Therapeutic drug monitoring is required, as warfarin has a very narrow therapeutic index, which means the levels in the blood that are effective are close to the levels that cause bleeding. Dosing of warfarin is further complicated by the fact that it is known to interact with many other medications and other chemicals which may be present in appreciable quantities in food (including caffeine and ascorbic acid). These interactions range from enhancing warfarin's anticoagulation effect to reducing the effect of warfarin.
As a result, it is easy to over- or under-coagulate the patient. Warfarin's effects must be closely monitored: this is done by using the INR. Initially, checking may be as often as twice a week; the intervals can be lengthened if the patient manages stable therapeutic INR levels on a stable warfarin dose.
When initiating warfarin therapy ("warfarinisation"), the doctor will generally decide how strong the anticoagulant therapy needs to be. A common target INR level is 2.0-3.0, though it varies from case to case.
The new oral anticoagulant ximelagatran (Exanta®) does not require INR monitoring, and was expected to replace warfarin to a large degree when introduced; however, it has run into approval problems and currently (2005) it is not clear if or when it will ever become available for general use.
Pesticide use
Warfarin is used for controlling rats and mice in residential, industrial, and agricultural areas. It is both odorless and tasteless. It is effective when mixed with food bait, because the rodents will return to the bait and continue to feed over a period of days, until a lethal dose is accumulated (considered to be 1 mg/Kg/day over four to five days). It may also be mixed with talc and used as a tracking powder, which accumulates on the animal's skin and fur, and is subsequently consumed during grooming. The use as rat poison is now declining as many rat populations have developed resistance to warfarin.
Source
Warfarin is a derivative of coumarin, a chemical found naturally in many plants, notably woodruff (Galium odoratum, Rubiaceae), and at lower levels in licorice, lavender and various other species.
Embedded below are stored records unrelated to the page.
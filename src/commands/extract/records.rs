use std::cmp::Ordering;
use std::collections::{BTreeMap, BTreeSet};

use super::lexicon::percent_rank;
use super::taxonomy::MetricCategory;
use super::units::Unit;

/// Confidence attached to an extracted value; compared before any number.
#[derive(Debug, Clone, Copy, PartialEq, Eq, PartialOrd, Ord)]
pub(super) enum Quality {
    Low,
    High,
}

impl Quality {
    pub(super) fn as_str(self) -> &'static str {
        match self {
            Self::Low => "low",
            Self::High => "high",
        }
    }
}

#[derive(Debug, Clone, PartialEq)]
pub(super) struct WageStats {
    pub n: u64,
    pub average: Option<f64>,
    pub median: Option<f64>,
}

#[derive(Debug, Clone, PartialEq)]
pub(super) enum MetricValue {
    Percent(String),
    /// Percent may be empty for TOTAL and Not Seeking.
    Outcome { count: Option<u64>, percent: String },
    Wage(WageStats),
    Text(String),
}

impl MetricValue {
    /// Numeric ordering key used when two candidates compete for a cell.
    fn rank(&self) -> Option<f64> {
        match self {
            Self::Percent(percent) => Some(percent_rank(percent)),
            Self::Outcome { count, percent } => {
                if percent.trim().is_empty() {
                    count.map(|count| count as f64)
                } else {
                    Some(percent_rank(percent))
                }
            }
            Self::Wage(_) | Self::Text(_) => None,
        }
    }

    fn count_rank(&self) -> Option<f64> {
        match self {
            Self::Outcome {
                count: Some(count), ..
            } => Some(*count as f64),
            _ => None,
        }
    }

    pub(super) fn to_json(&self) -> serde_json::Value {
        match self {
            Self::Percent(percent) => serde_json::json!({ "percent": percent }),
            Self::Outcome { count, percent } => {
                serde_json::json!({ "count": count, "percent": percent })
            }
            Self::Wage(stats) => serde_json::json!({
                "n": stats.n,
                "average": stats.average,
                "median": stats.median,
            }),
            Self::Text(text) => serde_json::json!({ "text": text }),
        }
    }
}

#[derive(Debug, Clone, PartialEq)]
pub(super) struct Provenance {
    pub document: String,
    /// One-based.
    pub page: usize,
    pub quality: Quality,
}

/// A label/value pair as read from a page, before taxonomy mapping.
#[derive(Debug, Clone, PartialEq)]
pub(super) struct RawField {
    pub label: String,
    pub value: MetricValue,
    pub provenance: Provenance,
}

#[derive(Debug, Clone, PartialEq)]
pub(super) struct CanonicalRecord {
    pub unit: Unit,
    pub year: i32,
    pub category: MetricCategory,
    pub raw_label: String,
    pub value: MetricValue,
    pub provenance: Provenance,
}

impl CanonicalRecord {
    fn rank(&self) -> Option<f64> {
        if self.category.ranks_by_count() {
            self.value.count_rank()
        } else {
            self.value.rank()
        }
    }

    /// Ordering of a challenger against the incumbent: quality, then numeric
    /// rank, then the earlier page. `Greater` means the challenger wins.
    fn contest(&self, incumbent: &CanonicalRecord) -> Ordering {
        let by_quality = self.provenance.quality.cmp(&incumbent.provenance.quality);
        if by_quality != Ordering::Equal {
            return by_quality;
        }

        if let (Some(challenger), Some(held)) = (self.rank(), incumbent.rank()) {
            match challenger.partial_cmp(&held) {
                Some(Ordering::Equal) | None => {}
                Some(ordering) => return ordering,
            }
        }

        if self.provenance.document == incumbent.provenance.document {
            return incumbent.provenance.page.cmp(&self.provenance.page);
        }
        Ordering::Equal
    }
}

#[derive(Debug, Clone, Copy, PartialEq, Eq)]
pub(super) enum Promotion {
    Inserted,
    Replaced,
    Kept,
}

/// Accumulates at most one record per (unit, year, category) across a run.
#[derive(Debug, Default)]
pub(super) struct RecordStore {
    records: BTreeMap<(Unit, i32, MetricCategory), CanonicalRecord>,
    years: BTreeSet<i32>,
}

impl RecordStore {
    /// Years come from every document with a resolvable year, even those
    /// that yielded no records.
    pub(super) fn observe_year(&mut self, year: i32) {
        self.years.insert(year);
    }

    pub(super) fn years(&self) -> Vec<i32> {
        self.years.iter().copied().collect()
    }

    pub(super) fn promote(&mut self, record: CanonicalRecord) -> Promotion {
        self.years.insert(record.year);
        let key = (record.unit, record.year, record.category);
        match self.records.get(&key) {
            None => {
                self.records.insert(key, record);
                Promotion::Inserted
            }
            Some(incumbent) if record.contest(incumbent) == Ordering::Greater => {
                self.records.insert(key, record);
                Promotion::Replaced
            }
            Some(_) => Promotion::Kept,
        }
    }

    pub(super) fn get(
        &self,
        unit: Unit,
        year: i32,
        category: MetricCategory,
    ) -> Option<&CanonicalRecord> {
        self.records.get(&(unit, year, category))
    }

    pub(super) fn records(&self) -> impl Iterator<Item = &CanonicalRecord> {
        self.records.values()
    }

    pub(super) fn len(&self) -> usize {
        self.records.len()
    }
}
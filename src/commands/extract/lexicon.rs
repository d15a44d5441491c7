//! Cell and line predicates shared by the free-text parser and the table
//! scorer: what counts as a percent, a count, or a label.

use std::ops::Range;

use anyhow::{Context, Result};
use regex::Regex;

/// Rank given to `<1%` when comparing candidate percentages. Sits below an
/// explicit `0%` so any printed figure outranks the marker.
const LESS_THAN_ONE_RANK: f64 = -0.5;
/// Rank given to a missing or unparseable percentage.
const MISSING_RANK: f64 = -1.0;

pub(super) struct ValuePatterns {
    percent: Regex,
    bare_number: Regex,
    percent_anywhere: Regex,
    alpha_word: Regex,
}

/// One percent value found inside a line.
#[derive(Debug, Clone, PartialEq, Eq)]
pub(super) struct InlinePercent {
    pub span: Range<usize>,
    pub value: String,
}

impl ValuePatterns {
    pub(super) fn new() -> Result<Self> {
        Ok(Self {
            percent: Regex::new(r"^<?\d+(?:\.\d+)?%$").context("failed to compile percent regex")?,
            bare_number: Regex::new(r"^<?\d+(?:\.\d+)?$")
                .context("failed to compile bare number regex")?,
            percent_anywhere: Regex::new(r"(<?\d+(?:\.\d+)?)\s*%")
                .context("failed to compile inline percent regex")?,
            alpha_word: Regex::new(r"[a-z]+").context("failed to compile word regex")?,
        })
    }

    pub(super) fn is_percent(&self, input: &str) -> bool {
        self.percent.is_match(&strip_spaces(&clean_cell(input)))
    }

    pub(super) fn is_bare_number(&self, input: &str) -> bool {
        self.bare_number.is_match(&strip_spaces(&clean_cell(input)))
    }

    pub(super) fn inline_percents(&self, line: &str) -> Vec<InlinePercent> {
        self.percent_anywhere
            .captures_iter(line)
            .filter_map(|captures| {
                let whole = captures.get(0)?;
                let number = captures.get(1)?;
                Some(InlinePercent {
                    span: whole.range(),
                    value: format!("{}%", strip_spaces(number.as_str())),
                })
            })
            .collect()
    }

    fn lowercase_words<'t>(&self, lower: &'t str) -> Vec<&'t str> {
        self.alpha_word.find_iter(lower).map(|m| m.as_str()).collect()
    }
}

/// Cells and lines come from the extractor with embedded newlines.
pub(super) fn clean_cell(input: &str) -> String {
    input.replace('\n', " ").trim().to_string()
}

pub(super) fn collapse_whitespace(input: &str) -> String {
    input.split_whitespace().collect::<Vec<&str>>().join(" ")
}

pub(super) fn strip_spaces(input: &str) -> String {
    input.chars().filter(|character| !character.is_whitespace()).collect()
}

pub(super) fn is_count(input: &str) -> bool {
    let digits = clean_cell(input).replace(',', "");
    !digits.is_empty() && digits.chars().all(|character| character.is_ascii_digit())
}

pub(super) fn parse_count(input: &str) -> Option<u64> {
    if !is_count(input) {
        return None;
    }
    clean_cell(input).replace(',', "").parse().ok()
}

/// Ordering key for competing percentages: `<1%` sits below every explicit
/// value and a missing value below that.
pub(super) fn percent_rank(input: &str) -> f64 {
    let trimmed = input.trim();
    if trimmed.is_empty() {
        return MISSING_RANK;
    }
    if trimmed.starts_with('<') && trimmed.ends_with('%') {
        return LESS_THAN_ONE_RANK;
    }
    trimmed
        .trim_end_matches('%')
        .trim()
        .parse::<f64>()
        .unwrap_or(MISSING_RANK)
}

/// Arithmetic value of a percentage; `<1%` is taken as its upper bound.
pub(super) fn percent_points(input: &str) -> Option<f64> {
    let trimmed = input.trim();
    if trimmed.is_empty() {
        return None;
    }
    if trimmed.starts_with('<') && trimmed.ends_with('%') {
        return Some(1.0);
    }
    trimmed.strip_suffix('%')?.trim().parse::<f64>().ok()
}

/// Label acceptance for one section or table family. Rejection rules run in
/// order and the first that fires names the reason.
#[derive(Debug, Clone, Default)]
pub(super) struct LabelFilter {
    pub header_words: &'static [&'static str],
    pub rejected_phrases: &'static [&'static str],
}

type LabelRule = fn(&LabelFilter, &ValuePatterns, &str) -> bool;

const LABEL_REJECTIONS: [(&str, LabelRule); 6] = [
    ("empty", rejects_empty),
    ("percent", rejects_percent),
    ("integer", rejects_integer),
    ("no_alphabetic_run", rejects_without_words),
    ("header_words_only", rejects_header_words),
    ("rejected_phrase", rejects_phrase),
];

impl LabelFilter {
    fn rejection(&self, values: &ValuePatterns, input: &str) -> Option<&'static str> {
        let cleaned = clean_cell(input);
        LABEL_REJECTIONS
            .iter()
            .find(|(_, rule)| rule(self, values, &cleaned))
            .map(|(name, _)| *name)
    }

    pub(super) fn is_valid(&self, values: &ValuePatterns, input: &str) -> bool {
        self.rejection(values, input).is_none()
    }
}

fn rejects_empty(_: &LabelFilter, _: &ValuePatterns, cleaned: &str) -> bool {
    cleaned.is_empty()
}

fn rejects_percent(_: &LabelFilter, values: &ValuePatterns, cleaned: &str) -> bool {
    values.is_percent(cleaned)
}

fn rejects_integer(_: &LabelFilter, _: &ValuePatterns, cleaned: &str) -> bool {
    is_count(cleaned)
}

fn rejects_without_words(_: &LabelFilter, values: &ValuePatterns, cleaned: &str) -> bool {
    values.lowercase_words(&cleaned.to_lowercase()).is_empty()
}

fn rejects_header_words(filter: &LabelFilter, values: &ValuePatterns, cleaned: &str) -> bool {
    let lower = cleaned.to_lowercase();
    values
        .lowercase_words(&lower)
        .iter()
        .all(|word| filter.header_words.contains(word))
}

fn rejects_phrase(filter: &LabelFilter, _: &ValuePatterns, cleaned: &str) -> bool {
    let lower = cleaned.to_lowercase();
    filter
        .rejected_phrases
        .iter()
        .any(|phrase| lower.contains(phrase))
}

#[cfg(test)]
mod tests {
    use super::*;

    fn patterns() -> ValuePatterns {
        ValuePatterns::new().expect("value patterns compile")
    }

    #[test]
    fn percent_detection_tolerates_spaces_and_less_than_marker() {
        let values = patterns();
        assert!(values.is_percent("42%"));
        assert!(values.is_percent(" 42 % "));
        assert!(values.is_percent("<1%"));
        assert!(values.is_percent("12.5%"));
        assert!(!values.is_percent("42"));
        assert!(!values.is_percent("Employed 42%"));
    }

    #[test]
    fn count_detection_strips_thousands_separators() {
        assert!(is_count("1,234"));
        assert!(is_count(" 87\n"));
        assert!(!is_count("12.5"));
        assert!(!is_count(""));
        assert_eq!(parse_count("5,678"), Some(5678));
    }

    #[test]
    fn less_than_one_ranks_between_missing_and_explicit_values() {
        assert_eq!(percent_rank("<1%"), LESS_THAN_ONE_RANK);
        assert_eq!(percent_rank(""), MISSING_RANK);
        assert_eq!(percent_rank("garbage"), MISSING_RANK);
        assert!(percent_rank("") < percent_rank("<1%"));
        assert!(percent_rank("<1%") < percent_rank("1%"));
        assert!(percent_rank("<1%") < percent_rank("0%"));
        assert_eq!(percent_rank("45%"), 45.0);
    }

    #[test]
    fn percent_points_uses_upper_bound_for_less_than_one() {
        assert_eq!(percent_points("<1%"), Some(1.0));
        assert_eq!(percent_points("12.5%"), Some(12.5));
        assert_eq!(percent_points(""), None);
        assert_eq!(percent_points("12"), None);
    }

    #[test]
    fn inline_percents_report_spans_and_normalized_values() {
        let values = patterns();
        let found = values.inline_percents("Career fair 42 % Handshake <1%");
        assert_eq!(found.len(), 2);
        assert_eq!(found[0].value, "42%");
        assert_eq!(&"Career fair 42 % Handshake <1%"[..found[0].span.start], "Career fair ");
        assert_eq!(found[1].value, "<1%");
    }

    #[test]
    fn label_filter_names_the_first_failing_rule() {
        let values = patterns();
        let filter = LabelFilter {
            header_words: &["method", "used"],
            rejected_phrases: &["graduate outcomes"],
        };

        assert_eq!(filter.rejection(&values, ""), Some("empty"));
        assert_eq!(filter.rejection(&values, "35%"), Some("percent"));
        assert_eq!(filter.rejection(&values, "1,200"), Some("integer"));
        assert_eq!(filter.rejection(&values, "--"), Some("no_alphabetic_run"));
        assert_eq!(filter.rejection(&values, "Method Used"), Some("header_words_only"));
        assert_eq!(
            filter.rejection(&values, "2019 Graduate Outcomes"),
            Some("rejected_phrase")
        );
        assert!(filter.is_valid(&values, "Attended a career fair"));
        assert!(filter.is_valid(&values, "Method of contact"));
    }
}
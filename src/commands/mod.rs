pub mod extract;
pub mod inventory;
pub mod status;
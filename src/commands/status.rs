use anyhow::{Context, Result};
use rusqlite::{Connection, OpenFlags};
use tracing::{info, warn};

use crate::cli::StatusArgs;
use crate::commands::extract::{default_db_path, record_counts};
use crate::commands::inventory::default_manifest_path;
use crate::model::ReportInventoryManifest;
use crate::util::read_json;

pub fn run(args: StatusArgs) -> Result<()> {
    let inventory_path = default_manifest_path(&args.cache_root);
    let db_path = args
        .db_path
        .clone()
        .unwrap_or_else(|| default_db_path(&args.cache_root));

    info!(cache_root = %args.cache_root.display(), "status requested");

    if inventory_path.exists() {
        let inventory: ReportInventoryManifest = read_json(&inventory_path)?;
        let years = inventory
            .reports
            .iter()
            .filter_map(|entry| entry.year)
            .collect::<Vec<i32>>();

        info!(
            generated_at = %inventory.generated_at,
            source = %inventory.source_directory,
            pdf_count = inventory.pdf_count,
            unresolved_year_count = inventory.unresolved_year_count,
            first_year = years.iter().min().copied().unwrap_or_default(),
            last_year = years.iter().max().copied().unwrap_or_default(),
            "loaded inventory manifest"
        );
    } else {
        warn!(path = %inventory_path.display(), "inventory manifest missing");
    }

    if db_path.exists() {
        let conn = Connection::open_with_flags(&db_path, OpenFlags::SQLITE_OPEN_READ_ONLY)
            .with_context(|| format!("failed to open {}", db_path.display()))?;
        let schema_version = conn
            .query_row(
                "SELECT value FROM metadata WHERE key = 'db_schema_version'",
                [],
                |row| row.get::<_, String>(0),
            )
            .unwrap_or_default();

        match record_counts(&conn) {
            Ok(counts) => {
                for (report, records) in counts {
                    info!(
                        path = %db_path.display(),
                        schema_version = %schema_version,
                        report = report.as_str(),
                        records,
                        "record store status"
                    );
                }
            }
            Err(err) => warn!(path = %db_path.display(), error = %err, "record store unreadable"),
        }
    } else {
        warn!(path = %db_path.display(), "database file missing");
    }

    Ok(())
}
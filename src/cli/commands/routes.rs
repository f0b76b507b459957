use crate::cli::OutputFormat;
use crate::middleware::PROTECTED_ROUTES;

pub fn handle(output_format: OutputFormat) -> anyhow::Result<()> {
    match output_format {
        OutputFormat::Json => println!("{}", serde_json::to_string_pretty(PROTECTED_ROUTES)?),
        OutputFormat::Text => {
            for route in PROTECTED_ROUTES {
                println!("{:<12} {}", route.prefix, route.role);
            }
            println!("(roles are declared only; requests are always forwarded)");
        }
    }
    Ok(())
}
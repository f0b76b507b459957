pub mod client;
pub mod diagnostics;

use thiserror::Error;

pub use client::{create_browser_client, create_server_client, BackendClient, SESSION_COOKIE};
pub use diagnostics::{run_diagnostics, AuthStatus, DiagnosticReport, TableStatus, PROBED_TABLES};

/// Errors from the hosted backend client
#[derive(Debug, Error)]
pub enum BackendError {
    #[error("Missing {0} environment variable")]
    ConfigMissing(&'static str),

    #[error("Invalid backend URL: {0}")]
    InvalidUrl(String),

    #[error("Invalid table name: {0}")]
    InvalidTable(String),

    #[error("{message}")]
    Api {
        status: u16,
        code: Option<String>,
        message: String,
    },

    #[error("Unexpected Content-Range header: {0}")]
    InvalidCountHeader(String),

    #[error(transparent)]
    Request(#[from] reqwest::Error),
}

impl BackendError {
    /// True when the backend answered with an HTTP response, whatever its status
    pub fn backend_responded(&self) -> bool {
        matches!(self, BackendError::Api { .. } | BackendError::InvalidCountHeader(_))
    }
}
use axum::response::Json;
use serde_json::{json, Value};

/// Liveness only; backend reachability lives under /api/test-connection
pub async fn health() -> Json<Value> {
    Json(json!({
        "status": "ok",
        "version": env!("CARGO_PKG_VERSION"),
        "timestamp": chrono::Utc::now(),
    }))
}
Advantages and disadvantages
Warfarintablets5-3-1.jpg
Pharmacokinetics and antagonism
Warfarin is slower acting than another common anticoagulant heparin, though it has a number of advantages. Heparin must be given by injection, while warfarin is available orally. Warfarin has a long half-life and need only be given once a day. As well as these problems, heparin can also cause thrombocytopenia (a decrease in platelet levels), which may cause bleeding. For these main reasons, hospitalised patients are usually given heparin initially, and are then moved on to warfarin.
Heparin can be antagonised with protamine sulfate, while warfarin can be reversed with vitamin K.
Side-effects
Side-effects can include gastrointestinal bleeding and the feared (but rare) complication of warfarin necrosis, which occurs mainly in patients with a deficiency of protein C. Protein C is an innate anticoagulant, and as warfarin further decreases protein C levels by inhibiting vitamin K, it can lead to massive thrombosis with necrosis and gangrene of limbs. Its natural counterpart, purpura fulminans, occurs in children who are homozygous for protein C mutations. The patient's general tendency to bruise and bleed is raised somewhat, and incidents involving bleeding and its complications - especially when the INR has drifted too high - are not uncommon. Most bleeds are not serious, but a very small proportion develops a cerebral hemorrhage or a gastrointestinal bleed, both of which need urgent medical attention.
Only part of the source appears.